Listening to the presidential debates, voters might be hard-pressed to visualize black faces when the subject of immigration comes up. So far, the discussions have revolved largely around amnesty, national security, and the porous U.S.-Mexico border—subjects that many people associate with Hispanic immigrants.
As a journalist, I have covered issues related to immigration policy; I was also born in Haiti. I’ve noticed that absent from the debates is any mention of the black immigrants who now make up a good portion of the country’s black population and whose numbers are growing. Along with the rest of the nation, we are closely following the presidential campaign and paying particular attention to the candidate who also happens to be the son of a black immigrant. The question for us is not just who would be the best candidate to represent the interests of black immigrants, but how to become politically relevant in a historic campaign.
The U.S. Census Bureau counted more than 3 million people in the United States in 2006 that were born in Africa or in a black Caribbean country. Others listed as “foreign-born” came from Spanish-speaking countries in the Caribbean and elsewhere in Latin America that have sizeable black populations. Africans accounted for the majority of black immigrants who entered the United States in the first six years of this decade, according to Population Reference Bureau, a Washington research organization. A recent report by the PRB found that the foreign-born black population more than tripled between 1980 and 2005, from 816,000 to 2.8 million. The foreign share of all U.S. blacks increased from less than 1 percent to 8 percent during that period. Two-thirds of those immigrants were born in the Caribbean or a Latin American country, one-third was born in Africa, and the rest were born in Europe, Canada, and elsewhere.

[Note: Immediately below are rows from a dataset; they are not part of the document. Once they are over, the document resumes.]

use axum::extract::{Path, State};
use axum::http::StatusCode;
use axum::Json;
use uuid::Uuid;

use crate::app::AppState;
use crate::authz::{permissions as perm, Access};
use crate::errors::{AppError, AppResult};
use crate::models::content::{
    DbPortfolioItem, PortfolioCreateRequest, PortfolioItem, PortfolioUpdateRequest,
};
use crate::utils::{slugify, utc_now};

const COLUMNS: &str =
    "id, title, slug, description, site, image_url, sort_order, published, created_at, updated_at";

async fn fetch_item(state: &AppState, id: Uuid) -> AppResult<PortfolioItem> {
    sqlx::query_as::<_, DbPortfolioItem>(&format!(
        "SELECT {COLUMNS} FROM portfolio_items WHERE id = ? AND deleted_at IS NULL"
    ))
    .bind(id.to_string())
    .fetch_optional(&state.pool)
    .await?
    .ok_or_else(|| AppError::not_found("Portfolio item not found"))?
    .try_into()
}

#[utoipa::path(
    get,
    path = "/admin/portfolio",
    tag = "Content",
    responses((status = 200, description = "List portfolio items", body = [PortfolioItem])),
    security(("bearerAuth" = []))
)]
pub async fn list_items(
    State(state): State<AppState>,
    access: Access,
) -> AppResult<Json<Vec<PortfolioItem>>> {
    access.require(perm::VIEW_CONTENT)?;

    let rows = sqlx::query_as::<_, DbPortfolioItem>(&format!(
        "SELECT {COLUMNS} FROM portfolio_items WHERE deleted_at IS NULL \
         ORDER BY sort_order, created_at DESC"
    ))
    .fetch_all(&state.pool)
    .await?;

    rows.into_iter()
        .map(PortfolioItem::try_from)
        .collect::<Result<Vec<_>, _>>()
        .map(Json)
}

#[utoipa::path(
    post,
    path = "/admin/portfolio",
    tag = "Content",
    request_body = PortfolioCreateRequest,
    responses(
        (status = 201, description = "Portfolio item created", body = PortfolioItem),
        (status = 409, description = "Slug already exists"),
    ),
    security(("bearerAuth" = []))
)]
pub async fn create_item(
    State(state): State<AppState>,
    access: Access,
    Json(req): Json<PortfolioCreateRequest>,
) -> AppResult<(StatusCode, Json<PortfolioItem>)> {
    access.require(perm::MANAGE_CONTENT)?;

    let slug = req.slug.unwrap_or_else(|| slugify(&req.title));
    if slug.is_empty() {
        return Err(AppError::bad_request("title must produce a non-empty slug"));
    }

    let exists: i64 = sqlx::query_scalar(
        "SELECT COUNT(*) FROM portfolio_items WHERE slug = ? AND deleted_at IS NULL",
    )
    .bind(&slug)
    .fetch_one(&state.pool)
    .await?;
    if exists > 0 {
        return Err(AppError::conflict(format!(
            "portfolio slug already exists: {slug}"
        )));
    }

    let id = Uuid::new_v4();
    let now = utc_now();

    sqlx::query(
        "INSERT INTO portfolio_items \
         (id, title, slug, description, site, image_url, sort_order, published, created_at, updated_at) \
         VALUES (?, ?, ?, ?, ?, ?, ?, ?, ?, ?)",
    )
    .bind(id.to_string())
    .bind(&req.title)
    .bind(&slug)
    .bind(&req.description)
    .bind(&req.site)
    .bind(&req.image_url)
    .bind(req.sort_order)
    .bind(req.published)
    .bind(now.to_rfc3339())
    .bind(now.to_rfc3339())
    .execute(&state.pool)
    .await?;

    let item = fetch_item(&state, id).await?;
    Ok((StatusCode::CREATED, Json(item)))
}

#[utoipa::path(
    get,
    path = "/admin/portfolio/{id}",
    tag = "Content",
    params(("id" = Uuid, Path, description = "Portfolio item id")),
    responses(
        (status = 200, description = "Portfolio item", body = PortfolioItem),
        (status = 404, description = "Portfolio item not found"),
    ),
    security(("bearerAuth" = []))
)]
pub async fn get_item(
    State(state): State<AppState>,
    access: Access,
    Path(id): Path<Uuid>,
) -> AppResult<Json<PortfolioItem>> {
    access.require(perm::VIEW_CONTENT)?;
    Ok(Json(fetch_item(&state, id).await?))
}

#[utoipa::path(
    put,
    path = "/admin/portfolio/{id}",
    tag = "Content",
    params(("id" = Uuid, Path, description = "Portfolio item id")),
    request_body = PortfolioUpdateRequest,
    responses(
        (status = 200, description = "Portfolio item updated", body = PortfolioItem),
        (status = 404, description = "Portfolio item not found"),
    ),
    security(("bearerAuth" = []))
)]
pub async fn update_item(
    State(state): State<AppState>,
    access: Access,
    Path(id): Path<Uuid>,
    Json(req): Json<PortfolioUpdateRequest>,
) -> AppResult<Json<PortfolioItem>> {
    access.require(perm::MANAGE_CONTENT)?;

    let before = fetch_item(&state, id).await?;

    let title = req.title.unwrap_or_else(|| before.title.clone());
    let description = req.description.or_else(|| before.description.clone());
    let image_url = req.image_url.or_else(|| before.image_url.clone());
    let sort_order = req.sort_order.unwrap_or(before.sort_order);
    let published = req.published.unwrap_or(before.published);

    sqlx::query(
        "UPDATE portfolio_items SET title = ?, description = ?, image_url = ?, \
         sort_order = ?, published = ?, updated_at = ? WHERE id = ?",
    )
    .bind(&title)
    .bind(&description)
    .bind(&image_url)
    .bind(sort_order)
    .bind(published)
    .bind(utc_now().to_rfc3339())
    .bind(id.to_string())
    .execute(&state.pool)
    .await?;

    Ok(Json(fetch_item(&state, id).await?))
}

#[utoipa::path(
    delete,
    path = "/admin/portfolio/{id}",
    tag = "Content",
    params(("id" = Uuid, Path, description = "Portfolio item id")),
    responses(
        (status = 204, description = "Portfolio item soft-deleted"),
        (status = 404, description = "Portfolio item not found"),
    ),
    security(("bearerAuth" = []))
)]
pub async fn delete_item(
    State(state): State<AppState>,
    access: Access,
    Path(id): Path<Uuid>,
) -> AppResult<StatusCode> {
    access.require(perm::MANAGE_CONTENT)?;

    fetch_item(&state, id).await?;
    sqlx::query("UPDATE portfolio_items SET deleted_at = ? WHERE id = ?")
        .bind(utc_now().to_rfc3339())
        .bind(id.to_string())
        .execute(&state.pool)
        .await?;

    Ok(StatusCode::NO_CONTENT)
}
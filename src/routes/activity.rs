use axum::extract::{Query, State};
use axum::Json;
use chrono::{DateTime, Utc};
use serde::{Deserialize, Serialize};
use serde_json::Value;
use sqlx::FromRow;
use utoipa::{IntoParams, ToSchema};

use crate::app::AppState;
use crate::authz::{permissions as perm, Access};
use crate::errors::AppResult;

#[derive(Debug, Deserialize, IntoParams)]
pub struct ActivityQuery {
    /// Max rows, newest first. Defaults to 50, capped at 500.
    pub limit: Option<i64>,
    /// Filter by severity: critical, important or noise.
    pub severity: Option<String>,
}

#[derive(Debug, FromRow)]
struct DbActivityEntry {
    id: String,
    event_name: String,
    description: String,
    actor_id: Option<String>,
    subject_id: Option<String>,
    occurred_at: DateTime<Utc>,
    properties: Option<String>,
    severity: String,
}

#[derive(Debug, Serialize, ToSchema)]
pub struct ActivityEntry {
    pub id: String,
    pub event_name: String,
    pub description: String,
    #[serde(skip_serializing_if = "Option::is_none")]
    pub actor_id: Option<String>,
    #[serde(skip_serializing_if = "Option::is_none")]
    pub subject_id: Option<String>,
    pub occurred_at: DateTime<Utc>,
    #[schema(value_type = Object)]
    #[serde(skip_serializing_if = "Option::is_none")]
    pub properties: Option<Value>,
    pub severity: String,
}

impl From<DbActivityEntry> for ActivityEntry {
    fn from(db: DbActivityEntry) -> Self {
        ActivityEntry {
            id: db.id,
            event_name: db.event_name,
            description: db.description,
            actor_id: db.actor_id,
            subject_id: db.subject_id,
            occurred_at: db.occurred_at,
            properties: db.properties.and_then(|raw| serde_json::from_str(&raw).ok()),
            severity: db.severity,
        }
    }
}

#[utoipa::path(
    get,
    path = "/admin/activity",
    tag = "Activity",
    params(ActivityQuery),
    responses((status = 200, description = "Recent activity, newest first", body = [ActivityEntry])),
    security(("bearerAuth" = []))
)]
pub async fn recent_activity(
    State(state): State<AppState>,
    access: Access,
    Query(query): Query<ActivityQuery>,
) -> AppResult<Json<Vec<ActivityEntry>>> {
    access.require(perm::VIEW_ACTIVITY)?;

    let limit = query.limit.unwrap_or(50).clamp(1, 500);

    let mut sql = String::from(
        "SELECT id, event_name, description, actor_id, subject_id, occurred_at, properties, severity \
         FROM activity_log",
    );
    if query.severity.is_some() {
        sql.push_str(" WHERE severity = ?");
    }
    sql.push_str(" ORDER BY occurred_at DESC LIMIT ?");

    let mut rows = sqlx::query_as::<_, DbActivityEntry>(&sql);
    if let Some(severity) = &query.severity {
        rows = rows.bind(severity);
    }

    let entries = rows
        .bind(limit)
        .fetch_all(&state.pool)
        .await?
        .into_iter()
        .map(ActivityEntry::from)
        .collect();

    Ok(Json(entries))
}
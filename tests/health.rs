use anyhow::Result;
use axum::http::StatusCode;

mod common;

#[tokio::test]
async fn health_reports_db_status() -> Result<()> {
    let t = common::setup().await?;

    let resp = common::send(&t.app, "GET", "/api/health", None).await?;
    assert_eq!(resp.status(), StatusCode::OK);

    let body = common::body_json(resp).await?;
    assert_eq!(body["status"], "ok");
    assert_eq!(body["db_ok"], true);

    Ok(())
}
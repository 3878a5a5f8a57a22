//! SerpAPI Google Shopping provider.

use async_trait::async_trait;
use serpapi_client::{SearchParams, SerpApiClient, SerpApiConfig, SortBy};

use crate::error::{ProviderError, ProviderResult};
use crate::security::SecretString;
use crate::traits::provider::SearchProvider;
use crate::types::{
    query::{QuerySpec, SortHint},
    raw::RawResult,
};

/// Search provider backed by the SerpAPI `google_shopping` engine.
pub struct SerpApiProvider {
    client: SerpApiClient,
}

impl SerpApiProvider {
    pub fn new(api_key: &SecretString, config: SerpApiConfig) -> ProviderResult<Self> {
        let client = SerpApiClient::new(api_key.expose().to_string(), config)?;
        Ok(Self { client })
    }

    /// Request parameters for a query spec.
    ///
    /// Pages are walked with `start` offsets of one page size each.
    pub fn params_for(&self, query: &QuerySpec) -> SearchParams {
        let num = self.client.config().num_results;
        let mut params = SearchParams::new(query.search_terms())
            .with_num(num)
            .with_start(query.page * num);

        if query.on_sale {
            params = params.on_sale();
        }
        if let Some(sort_by) = sort_param(query.sort) {
            params = params.with_sort(sort_by);
        }
        if let Some(max_price) = query.max_price() {
            params = params.with_price_range(None, Some(max_price));
        }

        params
    }
}

fn sort_param(hint: SortHint) -> Option<SortBy> {
    match hint {
        SortHint::Relevance => None,
        SortHint::PriceLowToHigh => Some(SortBy::PriceLowToHigh),
        SortHint::PriceHighToLow => Some(SortBy::PriceHighToLow),
    }
}

#[async_trait]
impl SearchProvider for SerpApiProvider {
    async fn search(&self, query: &QuerySpec) -> ProviderResult<Vec<RawResult>> {
        let params = self.params_for(query);
        let results = self
            .client
            .shopping_results(&params)
            .await
            .map_err(ProviderError::from)?;

        tracing::debug!(
            query = %params.query,
            start = ?params.start,
            results = results.len(),
            "SerpAPI search complete"
        );

        Ok(results.into_iter().map(RawResult::from).collect())
    }
}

Nonetheless, black immigrants run the risk of being marginalized in the campaign. Their numbers are dwarfed by the 18 million Hispanic immigrants already living here who, along with the 26 million Hispanics born in the United States, have become an influential voting bloc in recent years. They’ve forced the candidates to pay attention to them and to aggressively court them. Black immigrants have done no such thing, and, as a result, the candidates have yet to see the benefits of mining black immigrant votes.
Part of the problem is that black immigrants are neither a powerful voting bloc, nor big money donors. They don’t have an influential political lobbying arm, and their home countries rank low on American foreign policy priorities. And, because black immigrants living here come from different corners of the world, their political views are often shaped by home countries with relatively young and often unstable democracies. Those born in the Caribbean come from societies that have entrenched class biases, while those born in Africa come from cultures that value tribal affiliations over other forms of group identity. Add to that wide cultural and language differences, and the result is a disparate group that often does not recognize their own common political interests as immigrants, much less shared interests with blacks born in the United States.
When my parents moved our family to the United States from Haiti nearly four decades ago, they were more concerned about learning English than understanding the American political process. It was 1969, and the country was at an important historical crossroad, re-evaluating and recasting itself in the wake of the civil rights movement and the assassinations of Martin Luther King Jr. and Robert Kennedy. We found ourselves in the middle of a tense racial climate, poor black immigrants who stood out among white Americans and apart from American blacks, and oftentimes we felt alone.
My parents were the typical immigrant strivers, too busy working and trying to keep a roof over our heads to ponder such complicated issues or to teach my siblings and me how to negotiate our new American status. But even as a little girl just entering the first grade, I began to understand that you were either Haitian or American, but you weren’t viewed as both. Since I became an American citizen, my life has been one continuous political education. I’ve watched Haitian immigrants fight for equitable treatment under U.S. immigration laws, successfully push for removal of Haitians from a federal listing of high-risk AIDS carriers, pressure U.S. presidents to help oust Haitian dictators. I understand and believe in the power of political engagement.
The good news is that I am far from the only one. Today, the children of first generation black immigrants, schooled in the United States and shaped by this country’s racial dynamics, largely see themselves as black first and immigrant second. They are better educated than their parents, more politically astute, and less fearful of speaking out or taking controversial stands that might reflect on their communities. Through them, their parents are learning the importance of political activism. And as the parents’ roots grow deeper here, the idea of someday returning “home” grows more distant, and the idea of influencing public policy becomes more appealing.
More importantly, despite the historical tensions between blacks born in the United States and those born elsewhere, black immigrants increasingly understand that in American politics, where the concept of race resides in narrowly defined notions of “black,” “white,” “Hispanic,” and “other,” they will always be seen by the larger white society as, above all else, black. They’ve also come to understand that they will be treated the same as American-born blacks, whether they live in the lower 9th ward of New Orleans or in Caribbean immigrant enclaves in Brooklyn, in African neighborhoods on Staten Island and the Bronx or black American neighborhoods in Washington, D.C.